Start at the line below containing "a webhook notification." and stop at the line containing "const PAGE_PARAM: &'static". Repeat every line of that stretch exactly, and nothing outside it.

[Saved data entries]
__________________________________________________

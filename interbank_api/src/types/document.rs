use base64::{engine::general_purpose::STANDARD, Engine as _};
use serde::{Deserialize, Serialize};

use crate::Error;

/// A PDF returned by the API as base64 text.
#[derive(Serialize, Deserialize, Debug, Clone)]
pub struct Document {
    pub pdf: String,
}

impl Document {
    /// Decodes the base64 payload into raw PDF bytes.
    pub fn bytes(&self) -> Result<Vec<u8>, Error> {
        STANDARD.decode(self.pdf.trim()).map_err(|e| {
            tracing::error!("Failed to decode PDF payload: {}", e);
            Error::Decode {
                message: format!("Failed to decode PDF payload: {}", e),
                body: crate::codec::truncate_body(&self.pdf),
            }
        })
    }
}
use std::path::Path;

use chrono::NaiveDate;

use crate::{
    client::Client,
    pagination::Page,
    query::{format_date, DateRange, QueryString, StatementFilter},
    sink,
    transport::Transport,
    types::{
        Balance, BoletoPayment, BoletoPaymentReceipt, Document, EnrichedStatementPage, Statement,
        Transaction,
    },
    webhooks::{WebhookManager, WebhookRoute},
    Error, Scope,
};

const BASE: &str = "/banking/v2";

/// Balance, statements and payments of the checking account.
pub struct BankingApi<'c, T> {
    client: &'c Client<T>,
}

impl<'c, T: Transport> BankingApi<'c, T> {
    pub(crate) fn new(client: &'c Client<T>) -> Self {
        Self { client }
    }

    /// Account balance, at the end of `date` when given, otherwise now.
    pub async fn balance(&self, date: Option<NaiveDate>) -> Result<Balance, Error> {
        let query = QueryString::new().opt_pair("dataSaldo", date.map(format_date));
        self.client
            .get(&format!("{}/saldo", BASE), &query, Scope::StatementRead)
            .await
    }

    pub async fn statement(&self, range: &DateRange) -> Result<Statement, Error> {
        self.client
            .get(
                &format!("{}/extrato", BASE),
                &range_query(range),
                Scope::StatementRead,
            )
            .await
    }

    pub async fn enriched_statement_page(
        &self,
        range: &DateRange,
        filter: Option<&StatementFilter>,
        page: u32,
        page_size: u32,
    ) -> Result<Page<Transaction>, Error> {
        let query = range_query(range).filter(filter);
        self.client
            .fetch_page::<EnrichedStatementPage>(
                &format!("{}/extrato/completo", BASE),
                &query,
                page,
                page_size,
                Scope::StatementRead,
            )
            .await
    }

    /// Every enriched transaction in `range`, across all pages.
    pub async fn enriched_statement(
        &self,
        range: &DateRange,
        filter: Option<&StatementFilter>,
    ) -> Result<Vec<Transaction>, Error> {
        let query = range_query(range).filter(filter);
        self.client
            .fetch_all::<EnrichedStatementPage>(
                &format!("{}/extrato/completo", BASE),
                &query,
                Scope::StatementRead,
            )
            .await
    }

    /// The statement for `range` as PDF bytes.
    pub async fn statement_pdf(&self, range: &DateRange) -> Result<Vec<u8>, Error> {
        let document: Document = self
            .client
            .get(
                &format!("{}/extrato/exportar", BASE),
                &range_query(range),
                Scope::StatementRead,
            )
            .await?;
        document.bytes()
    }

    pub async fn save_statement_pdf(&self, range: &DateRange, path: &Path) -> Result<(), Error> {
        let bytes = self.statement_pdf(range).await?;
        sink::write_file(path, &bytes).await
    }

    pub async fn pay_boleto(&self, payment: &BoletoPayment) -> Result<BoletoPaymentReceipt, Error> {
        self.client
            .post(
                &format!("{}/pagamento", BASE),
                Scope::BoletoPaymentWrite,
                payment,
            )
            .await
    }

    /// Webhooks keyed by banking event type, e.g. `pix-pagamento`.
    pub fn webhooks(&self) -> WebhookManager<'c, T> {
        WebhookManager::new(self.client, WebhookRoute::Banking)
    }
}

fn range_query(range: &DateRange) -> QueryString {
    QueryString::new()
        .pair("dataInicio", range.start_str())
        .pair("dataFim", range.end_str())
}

__________________________________________________

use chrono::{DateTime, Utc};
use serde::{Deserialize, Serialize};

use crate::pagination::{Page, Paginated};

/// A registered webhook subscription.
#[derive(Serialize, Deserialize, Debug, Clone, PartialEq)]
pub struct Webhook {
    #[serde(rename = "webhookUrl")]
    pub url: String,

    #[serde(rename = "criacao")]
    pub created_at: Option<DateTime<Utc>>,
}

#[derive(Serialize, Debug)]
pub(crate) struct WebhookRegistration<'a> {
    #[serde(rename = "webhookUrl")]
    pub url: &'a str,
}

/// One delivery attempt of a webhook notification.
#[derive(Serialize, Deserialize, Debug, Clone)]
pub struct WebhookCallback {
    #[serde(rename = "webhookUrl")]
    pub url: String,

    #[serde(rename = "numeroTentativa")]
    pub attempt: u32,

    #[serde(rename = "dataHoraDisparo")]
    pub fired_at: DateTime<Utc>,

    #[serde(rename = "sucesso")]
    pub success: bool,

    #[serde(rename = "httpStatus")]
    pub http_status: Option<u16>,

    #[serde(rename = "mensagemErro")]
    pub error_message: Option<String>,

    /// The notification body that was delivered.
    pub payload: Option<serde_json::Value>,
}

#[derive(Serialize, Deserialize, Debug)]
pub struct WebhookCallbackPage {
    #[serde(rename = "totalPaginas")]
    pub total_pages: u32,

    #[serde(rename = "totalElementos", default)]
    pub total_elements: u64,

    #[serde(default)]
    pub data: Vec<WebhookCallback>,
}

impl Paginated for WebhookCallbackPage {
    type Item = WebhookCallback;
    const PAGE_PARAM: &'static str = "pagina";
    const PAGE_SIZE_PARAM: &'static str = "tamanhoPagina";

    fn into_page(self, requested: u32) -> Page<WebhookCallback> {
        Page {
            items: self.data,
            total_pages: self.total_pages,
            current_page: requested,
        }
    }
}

__________________________________________________

Final answer:
/// One delivery attempt of a webhook notification.
#[derive(Serialize, Deserialize, Debug, Clone)]
pub struct WebhookCallback {
    #[serde(rename = "webhookUrl")]
    pub url: String,

    #[serde(rename = "numeroTentativa")]
    pub attempt: u32,

    #[serde(rename = "dataHoraDisparo")]
    pub fired_at: DateTime<Utc>,

    #[serde(rename = "sucesso")]
    pub success: bool,

    #[serde(rename = "httpStatus")]
    pub http_status: Option<u16>,

    #[serde(rename = "mensagemErro")]
    pub error_message: Option<String>,

    /// The notification body that was delivered.
    pub payload: Option<serde_json::Value>,
}

#[derive(Serialize, Deserialize, Debug)]
pub struct WebhookCallbackPage {
    #[serde(rename = "totalPaginas")]
    pub total_pages: u32,

    #[serde(rename = "totalElementos", default)]
    pub total_elements: u64,

    #[serde(default)]
    pub data: Vec<WebhookCallback>,
}

impl Paginated for WebhookCallbackPage {
    type Item = WebhookCallback;
    const PAGE_PARAM: &'static str = "pagina";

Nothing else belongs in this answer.